**HOW TO COMPLETE THIS TASK:**
What is needed here is every entry, retyped exactly.

**SUPPLIED INFORMATION:**
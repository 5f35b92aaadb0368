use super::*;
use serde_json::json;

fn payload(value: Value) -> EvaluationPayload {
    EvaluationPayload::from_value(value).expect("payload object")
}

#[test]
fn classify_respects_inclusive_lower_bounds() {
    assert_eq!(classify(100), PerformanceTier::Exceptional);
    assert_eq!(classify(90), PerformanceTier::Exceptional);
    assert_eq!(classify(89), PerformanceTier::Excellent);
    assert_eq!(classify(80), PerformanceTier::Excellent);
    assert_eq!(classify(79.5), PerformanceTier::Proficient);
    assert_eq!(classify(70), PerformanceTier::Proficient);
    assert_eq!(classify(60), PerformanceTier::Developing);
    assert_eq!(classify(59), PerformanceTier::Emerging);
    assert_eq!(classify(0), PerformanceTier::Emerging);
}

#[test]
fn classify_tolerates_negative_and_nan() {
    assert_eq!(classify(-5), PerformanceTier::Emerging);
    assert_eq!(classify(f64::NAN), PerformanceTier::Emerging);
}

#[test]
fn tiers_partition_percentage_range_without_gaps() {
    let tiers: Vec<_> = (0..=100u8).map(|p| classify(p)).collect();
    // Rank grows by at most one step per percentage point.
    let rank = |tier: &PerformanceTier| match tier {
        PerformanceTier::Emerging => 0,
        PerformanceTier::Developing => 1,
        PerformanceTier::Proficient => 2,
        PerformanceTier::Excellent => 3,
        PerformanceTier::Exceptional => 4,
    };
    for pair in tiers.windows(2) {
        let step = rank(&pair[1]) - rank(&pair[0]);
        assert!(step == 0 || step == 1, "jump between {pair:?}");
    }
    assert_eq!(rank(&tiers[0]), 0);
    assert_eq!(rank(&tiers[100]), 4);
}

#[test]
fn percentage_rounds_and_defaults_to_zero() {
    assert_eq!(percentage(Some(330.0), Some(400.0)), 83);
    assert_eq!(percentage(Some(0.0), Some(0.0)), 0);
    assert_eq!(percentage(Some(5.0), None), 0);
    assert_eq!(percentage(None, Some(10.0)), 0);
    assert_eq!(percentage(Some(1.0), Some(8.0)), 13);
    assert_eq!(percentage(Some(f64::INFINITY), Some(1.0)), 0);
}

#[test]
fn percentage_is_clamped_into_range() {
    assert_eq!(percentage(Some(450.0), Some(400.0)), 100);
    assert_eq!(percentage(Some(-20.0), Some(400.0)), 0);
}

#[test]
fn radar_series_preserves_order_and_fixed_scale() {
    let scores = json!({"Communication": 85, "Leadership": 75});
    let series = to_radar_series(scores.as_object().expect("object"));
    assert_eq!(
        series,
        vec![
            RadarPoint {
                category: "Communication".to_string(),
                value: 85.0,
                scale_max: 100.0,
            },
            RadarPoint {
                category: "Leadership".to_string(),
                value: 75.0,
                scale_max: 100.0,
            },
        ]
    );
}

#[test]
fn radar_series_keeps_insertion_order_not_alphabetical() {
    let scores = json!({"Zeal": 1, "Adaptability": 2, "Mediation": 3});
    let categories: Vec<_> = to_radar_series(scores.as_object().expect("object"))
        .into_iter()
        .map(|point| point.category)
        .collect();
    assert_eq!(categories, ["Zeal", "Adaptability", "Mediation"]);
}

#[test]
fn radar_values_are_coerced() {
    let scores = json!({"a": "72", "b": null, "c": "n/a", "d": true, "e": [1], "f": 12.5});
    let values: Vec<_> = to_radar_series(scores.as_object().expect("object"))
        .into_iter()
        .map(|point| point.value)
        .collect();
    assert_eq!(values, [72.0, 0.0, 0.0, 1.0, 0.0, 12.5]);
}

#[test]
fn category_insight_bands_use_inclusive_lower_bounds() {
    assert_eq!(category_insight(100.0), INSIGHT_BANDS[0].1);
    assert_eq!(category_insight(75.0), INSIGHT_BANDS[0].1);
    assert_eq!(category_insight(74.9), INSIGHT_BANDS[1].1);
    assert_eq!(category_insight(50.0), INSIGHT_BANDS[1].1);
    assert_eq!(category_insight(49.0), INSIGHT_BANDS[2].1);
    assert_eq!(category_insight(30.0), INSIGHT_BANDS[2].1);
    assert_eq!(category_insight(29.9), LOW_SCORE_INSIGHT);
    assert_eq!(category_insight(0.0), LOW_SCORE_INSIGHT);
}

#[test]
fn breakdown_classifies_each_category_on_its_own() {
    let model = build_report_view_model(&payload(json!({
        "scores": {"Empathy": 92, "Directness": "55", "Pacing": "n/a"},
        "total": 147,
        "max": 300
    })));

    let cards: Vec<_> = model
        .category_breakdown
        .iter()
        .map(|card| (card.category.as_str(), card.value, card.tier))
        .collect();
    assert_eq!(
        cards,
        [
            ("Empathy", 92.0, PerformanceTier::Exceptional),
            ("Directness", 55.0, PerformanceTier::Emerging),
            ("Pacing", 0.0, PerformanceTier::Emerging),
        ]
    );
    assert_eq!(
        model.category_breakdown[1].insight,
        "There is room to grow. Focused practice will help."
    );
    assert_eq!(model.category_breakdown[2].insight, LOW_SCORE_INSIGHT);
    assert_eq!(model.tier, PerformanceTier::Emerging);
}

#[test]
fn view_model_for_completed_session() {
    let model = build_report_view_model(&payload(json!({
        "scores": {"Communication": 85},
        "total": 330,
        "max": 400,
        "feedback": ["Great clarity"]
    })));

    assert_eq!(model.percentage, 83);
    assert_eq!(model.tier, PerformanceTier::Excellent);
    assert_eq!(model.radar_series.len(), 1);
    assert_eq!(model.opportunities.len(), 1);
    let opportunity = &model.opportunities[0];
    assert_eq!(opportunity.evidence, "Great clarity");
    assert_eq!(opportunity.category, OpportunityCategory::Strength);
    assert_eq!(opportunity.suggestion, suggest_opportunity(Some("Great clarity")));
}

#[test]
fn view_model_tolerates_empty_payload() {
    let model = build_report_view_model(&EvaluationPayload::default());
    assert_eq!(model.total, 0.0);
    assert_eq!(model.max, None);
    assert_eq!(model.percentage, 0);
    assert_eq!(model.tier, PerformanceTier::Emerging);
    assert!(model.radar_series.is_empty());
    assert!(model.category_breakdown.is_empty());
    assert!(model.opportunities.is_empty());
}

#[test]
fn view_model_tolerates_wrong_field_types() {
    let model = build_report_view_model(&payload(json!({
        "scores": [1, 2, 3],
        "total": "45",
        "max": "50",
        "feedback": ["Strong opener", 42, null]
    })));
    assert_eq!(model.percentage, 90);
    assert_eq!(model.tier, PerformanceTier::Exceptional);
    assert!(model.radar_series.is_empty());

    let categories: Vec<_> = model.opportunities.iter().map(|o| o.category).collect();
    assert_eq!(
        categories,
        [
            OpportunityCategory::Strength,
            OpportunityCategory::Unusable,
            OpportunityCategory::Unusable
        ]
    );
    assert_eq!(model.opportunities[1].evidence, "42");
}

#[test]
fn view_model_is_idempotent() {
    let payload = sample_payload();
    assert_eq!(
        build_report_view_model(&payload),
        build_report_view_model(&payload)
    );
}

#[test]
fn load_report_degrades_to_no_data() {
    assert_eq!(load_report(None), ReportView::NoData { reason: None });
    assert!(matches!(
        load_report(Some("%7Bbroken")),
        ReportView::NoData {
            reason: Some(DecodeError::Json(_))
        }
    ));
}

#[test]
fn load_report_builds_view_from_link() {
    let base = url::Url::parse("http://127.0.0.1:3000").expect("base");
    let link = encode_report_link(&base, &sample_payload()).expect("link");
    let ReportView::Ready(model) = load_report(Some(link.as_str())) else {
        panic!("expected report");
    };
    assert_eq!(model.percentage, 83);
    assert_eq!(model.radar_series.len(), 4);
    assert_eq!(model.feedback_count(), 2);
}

**EXERCISE RESPONSE:**
repository 5f35b92aaadb0368
use super::*;
use serde_json::json;

fn payload(value: Value) -> EvaluationPayload {
    EvaluationPayload::from_value(value).expect("payload object")
}

#[test]
fn classify_respects_inclusive_lower_bounds() {
    assert_eq!(classify(100), PerformanceTier::Exceptional);
    assert_eq!(classify(90), PerformanceTier::Exceptional);
    assert_eq!(classify(89), PerformanceTier::Excellent);
    assert_eq!(classify(80), PerformanceTier::Excellent);
    assert_eq!(classify(79.5), PerformanceTier::Proficient);
    assert_eq!(classify(70), PerformanceTier::Proficient);
    assert_eq!(classify(60), PerformanceTier::Developing);
    assert_eq!(classify(59), PerformanceTier::Emerging);
    assert_eq!(classify(0), PerformanceTier::Emerging);
}

#[test]
fn classify_tolerates_negative_and_nan() {
    assert_eq!(classify(-5), PerformanceTier::Emerging);
    assert_eq!(classify(f64::NAN), PerformanceTier::Emerging);
}

#[test]
fn tiers_partition_percentage_range_without_gaps() {
    let tiers: Vec<_> = (0..=100u8).map(|p| classify(p)).collect();
    // Rank grows by at most one step per percentage point.
    let rank = |tier: &PerformanceTier| match tier {
        PerformanceTier::Emerging => 0,
        PerformanceTier::Developing => 1,
        PerformanceTier::Proficient => 2,
        PerformanceTier::Excellent => 3,
        PerformanceTier::Exceptional => 4,
    };
    for pair in tiers.windows(2) {
        let step = rank(&pair[1]) - rank(&pair[0]);
        assert!(step == 0 || step == 1, "jump between {pair:?}");
    }
    assert_eq!(rank(&tiers[0]), 0);
    assert_eq!(rank(&tiers[100]), 4);
}

#[test]
fn percentage_rounds_and_defaults_to_zero() {
    assert_eq!(percentage(Some(330.0), Some(400.0)), 83);
    assert_eq!(percentage(Some(0.0), Some(0.0)), 0);
    assert_eq!(percentage(Some(5.0), None), 0);
    assert_eq!(percentage(None, Some(10.0)), 0);
    assert_eq!(percentage(Some(1.0), Some(8.0)), 13);
    assert_eq!(percentage(Some(f64::INFINITY), Some(1.0)), 0);
}

#[test]
fn percentage_is_clamped_into_range() {
    assert_eq!(percentage(Some(450.0), Some(400.0)), 100);
    assert_eq!(percentage(Some(-20.0), Some(400.0)), 0);
}

#[test]
fn radar_series_preserves_order_and_fixed_scale() {
    let scores = json!({"Communication": 85, "Leadership": 75});
    let series = to_radar_series(scores.as_object().expect("object"));
    assert_eq!(
        series,
        vec![
            RadarPoint {
                category: "Communication".to_string(),
                value: 85.0,
                scale_max: 100.0,
            },
            RadarPoint {
                category: "Leadership".to_string(),
                value: 75.0,
                scale_max: 100.0,
            },
        ]
    );
}

#[test]
fn radar_series_keeps_insertion_order_not_alphabetical() {
    let scores = json!({"Zeal": 1, "Adaptability": 2, "Mediation": 3});
    let categories: Vec<_> = to_radar_series(scores.as_object().expect("object"))
        .into_iter()
        .map(|point| point.category)
        .collect();
    assert_eq!(categories, ["Zeal", "Adaptability", "Mediation"]);
}

#[test]
fn radar_values_are_coerced() {
    let scores = json!({"a": "72", "b": null, "c": "n/a", "d": true, "e": [1], "f": 12.5});
    let values: Vec<_> = to_radar_series(scores.as_object().expect("object"))
        .into_iter()
        .map(|point| point.value)
        .collect();
    assert_eq!(values, [72.0, 0.0, 0.0, 1.0, 0.0, 12.5]);
}

#[test]
fn category_insight_bands_use_inclusive_lower_bounds() {
    assert_eq!(category_insight(100.0), INSIGHT_BANDS[0].1);
    assert_eq!(category_insight(75.0), INSIGHT_BANDS[0].1);
    assert_eq!(category_insight(74.9), INSIGHT_BANDS[1].1);
    assert_eq!(category_insight(50.0), INSIGHT_BANDS[1].1);
    assert_eq!(category_insight(49.0), INSIGHT_BANDS[2].1);
    assert_eq!(category_insight(30.0), INSIGHT_BANDS[2].1);
    assert_eq!(category_insight(29.9), LOW_SCORE_INSIGHT);
    assert_eq!(category_insight(0.0), LOW_SCORE_INSIGHT);
}

#[test]
fn breakdown_classifies_each_category_on_its_own() {
    let model = build_report_view_model(&payload(json!({
        "scores": {"Empathy": 92, "Directness": "55", "Pacing": "n/a"},
        "total": 147,
        "max": 300
    })));

    let cards: Vec<_> = model
        .category_breakdown
        .iter()
        .map(|card| (card.category.as_str(), card.value, card.tier))
        .collect();
    assert_eq!(
        cards,
        [
            ("Empathy", 92.0, PerformanceTier::Exceptional),
            ("Directness", 55.0, PerformanceTier::Emerging),
            ("Pacing", 0.0, PerformanceTier::Emerging),
        ]
    );
    assert_eq!(
        model.category_breakdown[1].insight,
        "There is room to grow. Focused practice will help."
    );
    assert_eq!(model.category_breakdown[2].insight, LOW_SCORE_INSIGHT);
    assert_eq!(model.tier, PerformanceTier::Emerging);
}

#[test]
fn view_model_for_completed_session() {
    let model = build_report_view_model(&payload(json!({
        "scores": {"Communication": 85},
        "total": 330,
        "max": 400,
        "feedback": ["Great clarity"]
    })));

    assert_eq!(model.percentage, 83);
    assert_eq!(model.tier, PerformanceTier::Excellent);
    assert_eq!(model.radar_series.len(), 1);
    assert_eq!(model.opportunities.len(), 1);
    let opportunity = &model.opportunities[0];
    assert_eq!(opportunity.evidence, "Great clarity");
    assert_eq!(opportunity.category, OpportunityCategory::Strength);
    assert_eq!(opportunity.suggestion, suggest_opportunity(Some("Great clarity")));
}

#[test]
fn view_model_tolerates_empty_payload() {
    let model = build_report_view_model(&EvaluationPayload::default());
    assert_eq!(model.total, 0.0);
    assert_eq!(model.max, None);
    assert_eq!(model.percentage, 0);
    assert_eq!(model.tier, PerformanceTier::Emerging);
    assert!(model.radar_series.is_empty());
    assert!(model.category_breakdown.is_empty());
    assert!(model.opportunities.is_empty());
}

#[test]
fn view_model_tolerates_wrong_field_types() {
    let model = build_report_view_model(&payload(json!({
        "scores": [1, 2, 3],
        "total": "45",
        "max": "50",
        "feedback": ["Strong opener", 42, null]
    })));
    assert_eq!(model.percentage, 90);
    assert_eq!(model.tier, PerformanceTier::Exceptional);
    assert!(model.radar_series.is_empty());

    let categories: Vec<_> = model.opportunities.iter().map(|o| o.category).collect();
    assert_eq!(
        categories,
        [
            OpportunityCategory::Strength,
            OpportunityCategory::Unusable,
            OpportunityCategory::Unusable
        ]
    );
    assert_eq!(model.opportunities[1].evidence, "42");
}

#[test]
fn view_model_is_idempotent() {
    let payload = sample_payload();
    assert_eq!(
        build_report_view_model(&payload),
        build_report_view_model(&payload)
    );
}

#[test]
fn load_report_degrades_to_no_data() {
    assert_eq!(load_report(None), ReportView::NoData { reason: None });
    assert!(matches!(
        load_report(Some("%7Bbroken")),
        ReportView::NoData {
            reason: Some(DecodeError::Json(_))
        }
    ));
}

#[test]
fn load_report_builds_view_from_link() {
    let base = url::Url::parse("http://127.0.0.1:3000").expect("base");
    let link = encode_report_link(&base, &sample_payload()).expect("link");
    let ReportView::Ready(model) = load_report(Some(link.as_str())) else {
        panic!("expected report");
    };
    assert_eq!(model.percentage, 83);
    assert_eq!(model.radar_series.len(), 4);
    assert_eq!(model.feedback_count(), 2);
}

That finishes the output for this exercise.